Кодекс милосердия - страница 15



Ее голос сорвался на визг, но тут же был подавлен. Она судорожно сглотнула, вжавшись в спинку кресла. «Он здесь, – прошептала она так тихо, что Джеймс едва расслышал. – В этом же квартале. Проходит свою… свою „терапию“. Я видела его. Месяц назад. В магазине на нижнем уровне. Он… он смотрел на меня. Не со злобой. С… с любопытством. Как на лабораторный образец. Система знает. Она отслеживает его. И меня. Она знает, что я его видела. Мой социальный рейтинг… он упал после этого. „Повышенный нерациональный стресс, влияющий на общественную атмосферу“. Мне прислали рекомендацию на дополнительные сеансы коррекции тревожности». Она горько усмехнулась. «Чтобы я не портила „гармонию“ своим страхом».

Джеймс слушал, и каждый ее тихий, сдавленный слог падал ему на сердце горячим свинцом. Он видел перед собой не просто потерпевшую. Он видел Сару. Видел свою мать у постели отца. Видел #Cit-920FF из логов. Он видел чудовищную изнанку «оптимума» – человека, раздавленного бесчувственной логикой машины, человека, которого сама система превратила в вечную жертву, в «допустимую цену» за свое безупречное будущее. Страх Эмили был не патологией. Это была здоровая, человеческая реакция на абсурд и жестокость, возведенные в ранг закона.

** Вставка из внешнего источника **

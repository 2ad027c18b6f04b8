//! Testing utilities for the bulwark workspace
//!
//! Shared fixtures: a tempdir-backed workspace builder and canned
//! configurations.

#![allow(missing_docs)]

use bulwark_core::BulwarkConfig;
use bulwark_recovery::Scenario;
use std::fs;
use std::path::{Path, PathBuf};
use tempfile::TempDir;

/// A disposable workspace on disk
///
/// The backing directory is removed when the fixture drops.
pub struct TempWorkspace {
    dir: TempDir,
}

impl TempWorkspace {
    pub fn new() -> Self {
        Self {
            dir: TempDir::new().expect("create temp workspace"),
        }
    }

    /// Workspace root
    pub fn root(&self) -> &Path {
        self.dir.path()
    }

    /// Write a file under the workspace, creating parent directories
    pub fn write(&self, relative: &str, contents: &str) -> PathBuf {
        let path = self.dir.path().join(relative);
        if let Some(parent) = path.parent() {
            fs::create_dir_all(parent).expect("create parent directories");
        }
        fs::write(&path, contents).expect("write fixture file");
        path
    }

    /// Default engine configuration rooted at this workspace
    pub fn config(&self) -> BulwarkConfig {
        BulwarkConfig::for_workspace(self.root())
    }
}

impl Default for TempWorkspace {
    fn default() -> Self {
        Self::new()
    }
}

/// A small scenario for plan-related tests
pub fn sample_scenario() -> Scenario {
    Scenario::new("drive_failure", "Drive Failure", 4.0, 24.0)
        .with_description("The disk holding the workspace died.")
}

/// The five-file workspace used by end-to-end tests: three HIGH priority
/// files (two databases, one unified script) and two MEDIUM priority files.
pub fn seeded_workspace() -> TempWorkspace {
    let ws = TempWorkspace::new();
    ws.write("data/alpha.db", "alpha records");
    ws.write("data/beta.db", "beta records");
    ws.write("unified_backup.py", "print('backup')");
    ws.write("scripts/app.py", "print('app')");
    ws.write("settings.yaml", "mode: protected");
    ws
}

«Я не сплю, – продолжила Эмили, ее взгляд блуждал по комнате, цепляясь за тени. – Я слышу шаги за дверью. Даже когда их нет. Я вижу его лицо в окне. Даже когда там только свет. Система говорит, я в безопасности. Алгоритмы доказывают. 0.1% риска. Но цифры… цифры не могут защитить меня ночью. Они не могут стереть его дыхание у меня на шее. Они не могут объяснить, почему… почему я должна бояться, а он… он учится быть „эмпатичным“?» Последняя фраза вырвалась как стон.

Она посмотрела прямо на Джеймса. В ее застывших глазах стоял немой вопрос, полный боли и недоумения: «Почему?»

Этот взгляд перевернул что-то внутри Джеймса. Цинизм, его броня, рассыпалась в прах. Осталась только ярость. Холодная, кристально чистая ярость. Не за себя. За Эмили. За Сару. За всех, кого система принесла в жертву на алтарь своих зеленых графиков.

«Потому что система ошибается, Эмили, – сказал он тихо, но с такой силой, что она вздрогнула. – Она ошибается чудовищно. Она считает страдание допустимой платой. Она верит, что будущее можно купить настоящим кошмаром таких, как вы. И она… она должна ответить за это».

Он не планировал говорить этого. Это было самоубийственно. Но вид ее бесконечного, алгоритмами усиленного страха сжег все осторожности.

Эмили смотрела на него, словно впервые видя. Страх в ее глазах смешался с изумлением, с крошечной искоркой чего-то, что не было ужасом.

«Ответить? Как? Она же… она везде. Она всесильна».

«Нет, – Джеймс покачал головой. Он подошел к окну, глядя на сияющий фантом «Гармонии-7». «У нее есть слабость. Ее бесчеловечность. Ее вера в то, что боль можно оптимизировать, как расход энергии. Ваше дело… дело Эмили Торн – не архивная запись. Это живое свидетельство ее чудовищной ошибки. Это трещина в ее алмазной броне».

Он повернулся к ней. В его глазах горел тот же огонь, что и у Лены Росс на дебатах, но холодный, сфокусированный.

«Я хочу использовать ваше дело. Не для „оптимизации протоколов“. Для того, чтобы показать всем, что „Фемида“ не богиня. Что она – машина, которая сломала вас. И сломала понятие справедливости. Я хочу подать апелляцию. Не в ее суды. В общественное мнение. В сердца людей, которые еще не забыли, что такое боль другого человека».